Friday, February 17, 2012

Curious thoughts


I have had it up to my ears with folks reminding me about the natural curiosity of children, as though teachers spend their idle hours dreaming of ways to squelch it.


Unless the definition of curiosity has evolved (which is quite possible in an ed world that confounds "tolerance" and "love"), pretty much anything furry with nipples has natural curiosity, and as good as I am, I'm not going to be able to teach a marmoset much.

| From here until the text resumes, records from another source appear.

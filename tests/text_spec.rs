//! Text decoding state machine tests against synthetic byte streams.
//!
//! Each stream sits at page 2 of an in-memory source; page 1 holds an empty
//! search-index table so the subbook opens cleanly.

use eb_reader::eb::catalog::BookType;
use eb_reader::{
    EbError, Encoding, NodeItem, ReadOptions, SectionKind, SectionNode, StopCode, SubbookText,
    Value, ZioMemory,
};

const PAGE: usize = 2048;
const ESC: u8 = 0x1f;

fn source(stream: &[u8], encoding: Encoding, book_type: BookType) -> SubbookText<ZioMemory> {
    // Page 1: index table with zero entries. Page 2: the text stream.
    let mut data = vec![0u8; PAGE];
    data.extend_from_slice(stream);
    SubbookText::new(ZioMemory::new(data), 1, encoding, book_type).expect("subbook text")
}

fn read_all(text: &mut SubbookText<ZioMemory>) -> Vec<SectionNode> {
    text.read(&ReadOptions::at(2, 0))
        .expect("read")
        .map(|r| r.expect("section ok"))
        .collect()
}

fn text_run(s: &str) -> NodeItem {
    NodeItem::Text(s.to_string())
}

#[test]
fn ascii_text_section_decodes_and_hard_stops() {
    // Open text, two ASCII bytes, close text.
    let stream = [ESC, 0x02, b'A', b'B', ESC, 0x03];
    let mut text = source(&stream, Encoding::Iso8859_1, BookType::Epwing);

    let nodes = read_all(&mut text);
    assert_eq!(nodes.len(), 1);
    assert_eq!(nodes[0].name, "text");
    assert_eq!(nodes[0].kind, SectionKind::Section);
    assert_eq!(nodes[0].data, vec![text_run("AB")]);

    // The hard stop rewound the stream onto the closing token.
    assert_eq!(text.stream_position().unwrap(), PAGE as u64 + 4);
}

#[test]
fn repeated_reads_yield_identical_trees() {
    let stream = [
        ESC, 0x02, b'H', b'i', //
        ESC, 0x09, 0x00, 0x05, // set_indent directive
        b'!', //
        ESC, 0x03,
    ];
    let mut text = source(&stream, Encoding::Iso8859_1, BookType::Epwing);

    let first = read_all(&mut text);
    let second = read_all(&mut text);
    assert_eq!(first, second);

    let root = &first[0];
    assert_eq!(root.data.len(), 3);
    assert_eq!(root.data[0], text_run("Hi"));
    match &root.data[1] {
        NodeItem::Node(directive) => {
            assert_eq!(directive.name, "set_indent");
            assert_eq!(directive.kind, SectionKind::Directive);
            assert_eq!(directive.info.get("indent"), Some(&Value::UInt(5)));
        }
        other => panic!("expected a directive node, got {:?}", other),
    }
    assert_eq!(root.data[2], text_run("!"));
}

#[test]
fn well_formed_stream_leaves_no_open_sections() {
    // Sections all close before end of stream; the read ends at EOF.
    let stream = [
        ESC, 0x12, b'A', //
        ESC, 0x06, b'b', ESC, 0x07, // nested subscript
        ESC, 0x13,
    ];
    let mut text = source(&stream, Encoding::Iso8859_1, BookType::Epwing);
    let mut iter = text.read(&ReadOptions::at(2, 0)).unwrap();

    let mut names = Vec::new();
    for result in iter.by_ref() {
        names.push(result.unwrap().name);
    }
    assert_eq!(names, vec!["subscript", "emphasis"]);
    assert_eq!(iter.context().open_section_depth(), 0);
}

#[test]
fn bytes_outside_sections_are_discarded_bytewise() {
    // Leading junk is odd-length, so the text start token straddles a
    // 2-byte unit boundary.
    let stream = [b'z', b'z', b'z', ESC, 0x02, b'A', ESC, 0x03];
    let mut text = source(&stream, Encoding::Iso8859_1, BookType::Epwing);
    let nodes = read_all(&mut text);
    assert_eq!(nodes.len(), 1);
    assert_eq!(nodes[0].data, vec![text_run("A")]);
}

#[test]
fn jis_pairs_coalesce_into_one_run() {
    let stream = [ESC, 0x02, 0x30, 0x21, 0x30, 0x21, 0x25, 0x22, ESC, 0x03];
    let mut text = source(&stream, Encoding::JisX0208, BookType::Epwing);
    let nodes = read_all(&mut text);
    assert_eq!(nodes[0].data, vec![text_run("亜亜ア")]);
}

#[test]
fn unknown_escape_codes_are_filler() {
    let stream = [ESC, 0x02, b'A', ESC, 0x99, b'B', ESC, 0x03];
    let mut text = source(&stream, Encoding::Iso8859_1, BookType::Epwing);
    let nodes = read_all(&mut text);
    assert_eq!(nodes[0].data, vec![text_run("AB")]);
}

#[test]
fn keyword_records_auto_stop_code_then_soft_stops() {
    // First keyword records the stop word; the second, arriving after
    // printable output with the same stop word, soft-stops the read before
    // any node is appended.
    let stream = [
        ESC, 0x02, b'H', b'I', //
        ESC, 0x41, 0x00, 0x0a, b'K', ESC, 0x61, //
        b'X', b'Y', //
        ESC, 0x41, 0x00, 0x0a, //
        b'Z', ESC, 0x03, // never reached
    ];
    let mut text = source(&stream, Encoding::Iso8859_1, BookType::Epwing);
    let mut iter = text.read(&ReadOptions::at(2, 0)).unwrap();

    let mut nodes = Vec::new();
    for result in iter.by_ref() {
        nodes.push(result.unwrap());
    }

    assert_eq!(nodes.len(), 1);
    assert_eq!(nodes[0].name, "keyword");
    assert_eq!(nodes[0].data, vec![text_run("K")]);
    assert_eq!(nodes[0].info.get("auto_stop_code"), Some(&Value::UInt(0x000a)));

    let ctx = iter.context();
    assert_eq!(ctx.auto_stop_code, Some(0x000a));
    assert_eq!(ctx.keyword_count, 1);
}

#[test]
fn appendix_stop_code_overrides_the_keyword_heuristic() {
    let stream = [
        ESC, 0x02, b'A', //
        ESC, 0x09, 0x00, 0x05, // set_indent matching the appendix stop code
        b'B', ESC, 0x03,
    ];
    let mut text = source(&stream, Encoding::Iso8859_1, BookType::Epwing);
    text.set_stop_code(Some(StopCode { code: 0x1f09, following: 5 }));

    let nodes = read_all(&mut text);
    // Soft stop before the directive: the open text section never finishes.
    assert!(nodes.is_empty());

    // Without printable output the same directive does not stop the read.
    let stream = [ESC, 0x02, ESC, 0x09, 0x00, 0x05, b'B', ESC, 0x03];
    let mut text = source(&stream, Encoding::Iso8859_1, BookType::Epwing);
    text.set_stop_code(Some(StopCode { code: 0x1f09, following: 5 }));
    let nodes = read_all(&mut text);
    assert_eq!(nodes.len(), 1);
    assert_eq!(nodes[0].data[1], text_run("B"));
}

#[test]
fn armed_skip_code_suppresses_tokens_and_characters() {
    let stream = [
        ESC, 0x02, b'A', //
        ESC, 0x14, // arms skip until 0x15
        b'B', ESC, 0x41, 0x00, 0x00, // suppressed keyword
        ESC, 0x15, // disarm
        b'C', ESC, 0x03,
    ];
    let mut text = source(&stream, Encoding::Iso8859_1, BookType::Epwing);
    let nodes = read_all(&mut text);
    assert_eq!(nodes.len(), 1);
    assert_eq!(nodes[0].name, "text");
    assert_eq!(nodes[0].data, vec![text_run("AC")]);
}

#[test]
fn degenerate_mono_graphic_is_discarded_through_its_end() {
    let stream = [
        ESC, 0x02, b'A', //
        ESC, 0x44, 0, 0, 0, 0, 0, 0, 0, 0, 0, 0, // zero width and height
        b'B', // inside the discarded span
        ESC, 0x64, 0, 0, 0, 0, 0, 0, // end token payload, consumed silently
        b'C', ESC, 0x03,
    ];
    let mut text = source(&stream, Encoding::Iso8859_1, BookType::Epwing);
    let nodes = read_all(&mut text);
    assert_eq!(nodes.len(), 1);
    assert_eq!(nodes[0].data, vec![text_run("AC")]);
}

#[test]
fn mono_graphic_with_geometry_keeps_its_payload_info() {
    let stream = [
        ESC, 0x02, //
        ESC, 0x44, 0, 0, 0x00, 0x00, 0x00, 0x02, 0x00, 0x00, 0x00, 0x03, //
        ESC, 0x64, 0x00, 0x00, 0x01, 0x23, 0x04, 0x56, //
        ESC, 0x03,
    ];
    let mut text = source(&stream, Encoding::Iso8859_1, BookType::Epwing);
    let nodes = read_all(&mut text);

    let graphic = &nodes[0];
    assert_eq!(graphic.name, "mono_graphic");
    assert_eq!(graphic.info.get("width"), Some(&Value::UInt(2)));
    assert_eq!(graphic.info.get("height"), Some(&Value::UInt(3)));
    assert_eq!(graphic.info.get("page"), Some(&Value::UInt(123)));
    assert_eq!(graphic.info.get("offset"), Some(&Value::UInt(456)));
    assert_eq!(graphic.info.get("is_leaf"), Some(&Value::Bool(false)));

    // The finished graphic also appears as a child of the text section.
    let root = &nodes[1];
    assert_eq!(root.name, "text");
    match &root.data[0] {
        NodeItem::Node(child) => assert_eq!(child, graphic),
        other => panic!("expected nested node, got {:?}", other),
    }
}

#[test]
fn reference_check_byte_pushes_back_trailing_bytes() {
    // arg_check != 0: the two bytes after it belong to the text.
    let stream = [
        ESC, 0x02, //
        ESC, 0x42, 0x01, b'A', //
        b'B', //
        ESC, 0x62, 0, 0, 0, 0, 0, 0, //
        ESC, 0x03,
    ];
    let mut text = source(&stream, Encoding::Iso8859_1, BookType::Eb);
    let nodes = read_all(&mut text);

    let reference = &nodes[0];
    assert_eq!(reference.name, "reference");
    assert_eq!(reference.data, vec![text_run("AB")]);
    assert_eq!(reference.info.get("is_leaf"), Some(&Value::Bool(true)));
}

#[test]
fn decoration_resolves_named_styles() {
    let stream = [
        ESC, 0x02, //
        ESC, 0xe0, 0x00, 0x03, b'X', ESC, 0xe1, //
        ESC, 0xe0, 0x00, 0x01, b'Y', ESC, 0xe1, //
        ESC, 0xe0, 0x00, 0x07, b'Z', ESC, 0xe1, //
        ESC, 0x03,
    ];
    let mut text = source(&stream, Encoding::Iso8859_1, BookType::Epwing);
    let nodes = read_all(&mut text);

    let styles: Vec<_> = nodes
        .iter()
        .filter(|n| n.name == "decoration")
        .map(|n| n.info.get("decoration_type").cloned())
        .collect();
    assert_eq!(
        styles,
        vec![
            Some(Value::Str("bold")),
            Some(Value::Str("italic")),
            Some(Value::Str("unknown")),
        ]
    );
}

#[test]
fn narrow_sections_convert_to_half_width_on_close() {
    // Full-width JIS 'Ａ' inside a narrow section becomes ASCII 'A'.
    let stream = [ESC, 0x02, ESC, 0x04, 0x23, 0x41, ESC, 0x05, ESC, 0x03];
    let mut text = source(&stream, Encoding::JisX0208, BookType::Epwing);
    let nodes = read_all(&mut text);

    assert_eq!(nodes[0].name, "narrow");
    assert_eq!(nodes[0].data, vec![text_run("A")]);
    // The copy nested in the text section was converted too.
    match &nodes[1].data[0] {
        NodeItem::Node(narrow) => assert_eq!(narrow.data, vec![text_run("A")]),
        other => panic!("expected nested narrow node, got {:?}", other),
    }

    // With conversion off the full-width run is preserved.
    let mut text = source(&stream, Encoding::JisX0208, BookType::Epwing);
    let nodes: Vec<SectionNode> = text
        .read(&ReadOptions {
            convert_narrow: false,
            ..ReadOptions::at(2, 0)
        })
        .unwrap()
        .map(|r| r.unwrap())
        .collect();
    assert_eq!(nodes[0].data, vec![text_run("Ａ")]);
}

#[test]
fn emphasis_directive_consumes_inline_data_on_eb() {
    let stream = [
        ESC, 0x02, b'A', //
        ESC, 0x1a, 0x01, 0x02, 0x03, 0x04, // inline data, not a code
        b'B', ESC, 0x03,
    ];
    let mut text = source(&stream, Encoding::Iso8859_1, BookType::Eb);
    let nodes = read_all(&mut text);
    let root = &nodes[0];
    assert_eq!(root.data.len(), 3);
    assert_eq!(root.data[0], text_run("A"));
    assert!(matches!(&root.data[1], NodeItem::Node(n) if n.name == "emphasis"));
    assert_eq!(root.data[2], text_run("B"));

    // When the next unit is already an escape code nothing is consumed.
    let stream = [ESC, 0x02, ESC, 0x1a, ESC, 0x03];
    let mut text = source(&stream, Encoding::Iso8859_1, BookType::Eb);
    let nodes = read_all(&mut text);
    assert!(matches!(&nodes[0].data[0], NodeItem::Node(n) if n.name == "emphasis"));
}

#[test]
fn paged_reference_soft_stops_at_its_own_end() {
    let stream = [
        ESC, 0x02, //
        ESC, 0x4b, 0, 0, 0, 0, 0, 0, // page/offset payload
        ESC, 0x6b, //
        b'A', ESC, 0x03,
    ];
    let mut text = source(&stream, Encoding::Iso8859_1, BookType::Epwing);
    let nodes = read_all(&mut text);
    assert!(nodes.is_empty());
}

#[test]
fn mismatched_end_token_is_fatal() {
    let stream = [ESC, 0x02, b'A', ESC, 0x05];
    let mut text = source(&stream, Encoding::Iso8859_1, BookType::Epwing);
    let mut iter = text.read(&ReadOptions::at(2, 0)).unwrap();

    match iter.next() {
        Some(Err(EbError::MalformedSection { expected, found })) => {
            assert_eq!(expected, "text");
            assert_eq!(found, "narrow");
        }
        other => panic!("expected a malformed-section error, got {:?}", other),
    }
    assert!(iter.next().is_none());
}

#[test]
fn graphic_info_names_the_image_format() {
    let mut stream = vec![ESC, 0x02];
    stream.extend_from_slice(&[ESC, 0x4d]);
    stream.extend_from_slice(&[0x01, 0x00]); // type_info high byte set: jpeg
    stream.extend_from_slice(&[0u8; 10]);
    stream.extend_from_slice(&[0x00, 0x00, 0x00, 0x42, 0x00, 0x08]);
    stream.extend_from_slice(&[ESC, 0x6d, ESC, 0x03]);

    let mut text = source(&stream, Encoding::Iso8859_1, BookType::Epwing);
    let nodes = read_all(&mut text);
    let graphic = &nodes[0];
    assert_eq!(graphic.name, "graphic");
    assert_eq!(graphic.info.get("image_type"), Some(&Value::Str("jpeg")));
    assert_eq!(graphic.info.get("page"), Some(&Value::UInt(42)));
    assert_eq!(graphic.info.get("offset"), Some(&Value::UInt(8)));
}

#[test]
fn flattened_text_spans_nested_sections() {
    let stream = [
        ESC, 0x02, b'a', //
        ESC, 0x12, b'b', ESC, 0x13, //
        b'c', ESC, 0x03,
    ];
    let mut text = source(&stream, Encoding::Iso8859_1, BookType::Epwing);
    let nodes = read_all(&mut text);
    let root = nodes.last().unwrap();
    assert_eq!(root.name, "text");
    assert_eq!(root.text(), "abc");
}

Curiosity is what made Jerry Springer a superstar. Every time we reduce science to something that flashes, fizzes, or booms in a classroom, we've Springerized science.

Science  defies hashing patterns we think we know. That's why it works. It kicks our ass over and over again each and every time we think we know everything about the natural world.

Children are also naturally religious superstitious. They see patterns where none logically naturally exist. 
***

If you want a child to care about the natural world more than, say, angels, witches, and aliens (all interesting in their own right), you're going to need to introduce her to what's real.

Toss out the television, ditch the iPad, chuck the earbuds, and, most important, stop feeding her fear. Big Macs kill a lot more people than mud pies ever did.

It's not lack of curiosity that kills interest in the natural world, it's lack of exposure.






Heck, even toss out the books if your child has never turned over a rock to see what lies underneath.